Los gallegos sabemos de donde venimos, por eso viajamos tanto. Al igual que otros muchos de mis hermanos, soy bisnieto de emigrantes. Hace más de cien años mi bisabuelo salió de su Tui natal dejando atrás todo lo que quería. Mi bisabuelo no era un aventurero, ni un explorador, ni tampoco buscaba visa para un sueño. Mi bisabuelo se embarcó por necesidad, como otros miles de gallegos, dejando atrás la puerta de madera, las parras de la huerta y el cruceiro.
Este verano pude pasar unos días en la Casa Myrna Mack, en la Zona 1 de Ciudad de Guatemala, donde el Servicio Jesuita a Migrantes otorga cristiano alivio a quienes por una u otra motivación tienen que abandonar su hogar. Mientras los días transcurrían no podía evitar, cuando se cruzaba algún niño correteando por el centro, recordar la cara de mi abuelo. Él también era hijo de emigrantes. Mi abueliño me enseñó a quitarme el sombrero, a amar la música y las buenas palabras pero, sobre todo, mi abueliño me enseñó a cambiar el “ellos” por el “nosotros”.

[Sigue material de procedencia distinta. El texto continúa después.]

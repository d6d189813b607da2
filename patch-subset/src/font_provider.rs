//! The `FontProvider` capability (spec §9): loads canonical full-font bytes by id.
//!
//! Grounded on `font_provider.h`/`file_font_provider.cc`.

use std::collections::HashMap;
use std::path::{Path, PathBuf};

use log::warn;

use crate::error::{PatchSubsetError, Result};

/// Loads the canonical full font associated with an id.
pub trait FontProvider {
    /// Returns `NotFound` if `id` is not recognised.
    fn get_font(&self, id: &str) -> Result<Vec<u8>>;
}

/// Loads fonts from a directory on the filesystem, keyed by file name.
pub struct FileFontProvider {
    base_directory: PathBuf,
}

impl FileFontProvider {
    pub fn new(base_directory: impl Into<PathBuf>) -> Self {
        FileFontProvider {
            base_directory: base_directory.into(),
        }
    }
}

impl FontProvider for FileFontProvider {
    fn get_font(&self, id: &str) -> Result<Vec<u8>> {
        let path: &Path = &self.base_directory.join(id);
        std::fs::read(path).map_err(|_| {
            warn!("{} does not exist.", path.display());
            PatchSubsetError::not_found(format!("font {id} does not exist"))
        })
    }
}

/// Loads fonts from an in-memory table, used by tests and the demo binary.
#[derive(Debug, Clone, Default)]
pub struct MemoryFontProvider {
    fonts: HashMap<String, Vec<u8>>,
}

impl MemoryFontProvider {
    pub fn new() -> Self {
        MemoryFontProvider::default()
    }

    pub fn with_font(mut self, id: impl Into<String>, data: Vec<u8>) -> Self {
        self.fonts.insert(id.into(), data);
        self
    }
}

impl FontProvider for MemoryFontProvider {
    fn get_font(&self, id: &str) -> Result<Vec<u8>> {
        self.fonts
            .get(id)
            .cloned()
            .ok_or_else(|| PatchSubsetError::not_found(format!("font {id} does not exist")))
    }
}

#[cfg(test)]
mod tests {
    use super::*;

    #[test]
    fn memory_provider_round_trips() {
        let provider = MemoryFontProvider::new().with_font("Roboto-Regular.ttf", vec![1, 2, 3]);
        assert_eq!(provider.get_font("Roboto-Regular.ttf").unwrap(), vec![1, 2, 3]);
    }

    #[test]
    fn memory_provider_reports_not_found() {
        let provider = MemoryFontProvider::new();
        assert!(matches!(
            provider.get_font("missing.ttf"),
            Err(PatchSubsetError::NotFound(_))
        ));
    }
}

Es algo muy cristiano. Sin yo saberlo, mi abuelo con sus obras me anunció el “eu-angelion”: todos somos hermanos porque somos hijos del Padre; todos fuimos creados a imagen y semejanza de Dios.
Ojalá, para aprehender la realidad de quienes se ven en esta situación, no sea necesario vivirla. Cuando Salmerón y Laínez marcharon al Concilio de Trento, San Ignacio les recomendó que pernoctasen en hospitales o en lugares donde se atendiesen a pobres o enfermos. Él mismo lo hizo cuando regresó a Loyola. Seguro es un buen ejercicio para trascender del “ellos” al “nosotros”.